En comparaison du premier opus, Un destin de trouveur gagne en clarté dans la construction de l'intrigue et dans l'utilisation du registre fantastique. Un registre fantastique qui tire son épingle du jeu, car mêlé de façon originale avec l'intrigue policière en s'ancrant dans l'histoire au point de devenir presque rationnel.


L'inspecteur Émile Farges, surnommé Trouveur, possède un don. Celui de trouver n'importe qui grâce à une petite pierre qui, lorsqu'il la lance sur un plan, se positionne précisément sur le lieu où se trouve la cible. Très utile lorsque l'on est dans la police, mais aussi lorsque la femme et la fille du chef d'une puissante organisation criminelle, appelée symboliquement la Pieuvre (pieuvre que l'on retrouve en arrière-plan sur la couverture), sont enlevées. Mandaté, sous la contrainte, pour les retrouver, Trouveur ne va cependant pas être un agneau docile comme l'entendait les malfrats de la Pieuvre.


Abordant de nombreux thèmes contemporains, Gess ancre intelligemment et avec subtilité son récit du XIXe siècle dans notre présent. On retrouve la lutte contre la violence faite aux femmes, représentée par les Sœurs de l’Ubiquité, ce groupe de femmes traquant les hommes ayant agressé une fille, que ce soit une sœur, une voisine ou une amie. Il y a également tout le volet de prise de conscience sociale où les miséreux, désirant une justice équitable, se serrent les coudes au besoin. Pour donner plus de poids à l'engagement social de ses personnages, l'auteur met à l'honneur J.J. Rousseau en ponctuant son récit d'une dizaine de planches composées de la manière suivante : une illustration en lien avec l'histoire et une citation du philosophe tirée de ses divers écrits.

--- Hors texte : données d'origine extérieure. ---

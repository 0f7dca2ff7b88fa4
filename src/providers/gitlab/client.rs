mod core;
mod pipelines;

pub use self::core::GitLabClient;
use std::time::Duration;

use indicatif::{ProgressBar, ProgressDrawTarget, ProgressStyle};
use log::trace;

use crate::providers::gitlab::{Pipeline, PollObserver, TerminalStatus};

use super::styling::{bright, bright_red, bright_yellow, for_terminal_status};

/// Spinner shown while waiting for a pipeline to finish
pub struct PollProgress {
    pb: ProgressBar,
    polls: usize,
}

impl PollProgress {
    pub fn start(pipeline_id: u64, interval: Duration) -> Self {
        eprintln!("{}  {}", bright("⏳"), bright("Waiting").underlined());
        let pb = create_spinner(
            bright_yellow(format!(
                "Checking pipeline {pipeline_id} every {}s",
                interval.as_secs()
            ))
            .to_string(),
        );
        Self { pb, polls: 0 }
    }

    pub fn finish(self, status: TerminalStatus) {
        let mark = if status.is_success() { "✓" } else { "✗" };
        let message = for_terminal_status(status, format!("Pipeline {status} {mark}"));
        self.pb.finish_with_message(message.to_string());
        eprintln!();
    }

    pub fn abandon(self, reason: &str) {
        self.pb
            .abandon_with_message(bright_red(format!("Stopped waiting: {reason}")).to_string());
        eprintln!();
    }
}

impl PollObserver for PollProgress {
    fn on_snapshot(&mut self, pipeline: &Pipeline) {
        self.polls += 1;
        self.pb.set_message(
            bright_yellow(format!(
                "Pipeline {} is {} (check #{})",
                pipeline.id, pipeline.status, self.polls
            ))
            .to_string(),
        );
    }

    fn on_wait(&mut self, delay: Duration) {
        self.pb.tick();
        trace!("next status check in {delay:?}");
    }
}

fn create_spinner(message: String) -> ProgressBar {
    let pb = ProgressBar::new_spinner();
    pb.set_draw_target(ProgressDrawTarget::stderr());
    pb.set_style(
        ProgressStyle::default_spinner()
            .template("  {msg} {spinner} {elapsed}")
            .unwrap_or_else(|_| ProgressStyle::default_spinner()),
    );
    pb.set_message(message);
    pb.enable_steady_tick(Duration::from_millis(100));
    pb
}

Le format d'Un destin de trouveur donne l'impression de découvrir un antique bouquin vieux de plus d'un siècle avec ses pages tachetées comme si elles avaient été dégradées par une forte humidité. Bénéficiant d'un dos toilé et d'une couverture à vernis sélectif, le livre possède une esthétique que peu de BD peuvent se targuer de posséder. Concernant la mise en page des planches, le parti pris de Gess a été d'avoir de petites cases, très compactes et aux contours sinueux, ce qui donne forme au côté mystérieux et oppressant de cette enquête. Quant au trait de Gess, si caractéristique, il donne vie à des personnages semblant sortis tout droit de l'imaginaire populaire d'un Zola et s'épanouit dans le fourmillement de détails des nombreux décors.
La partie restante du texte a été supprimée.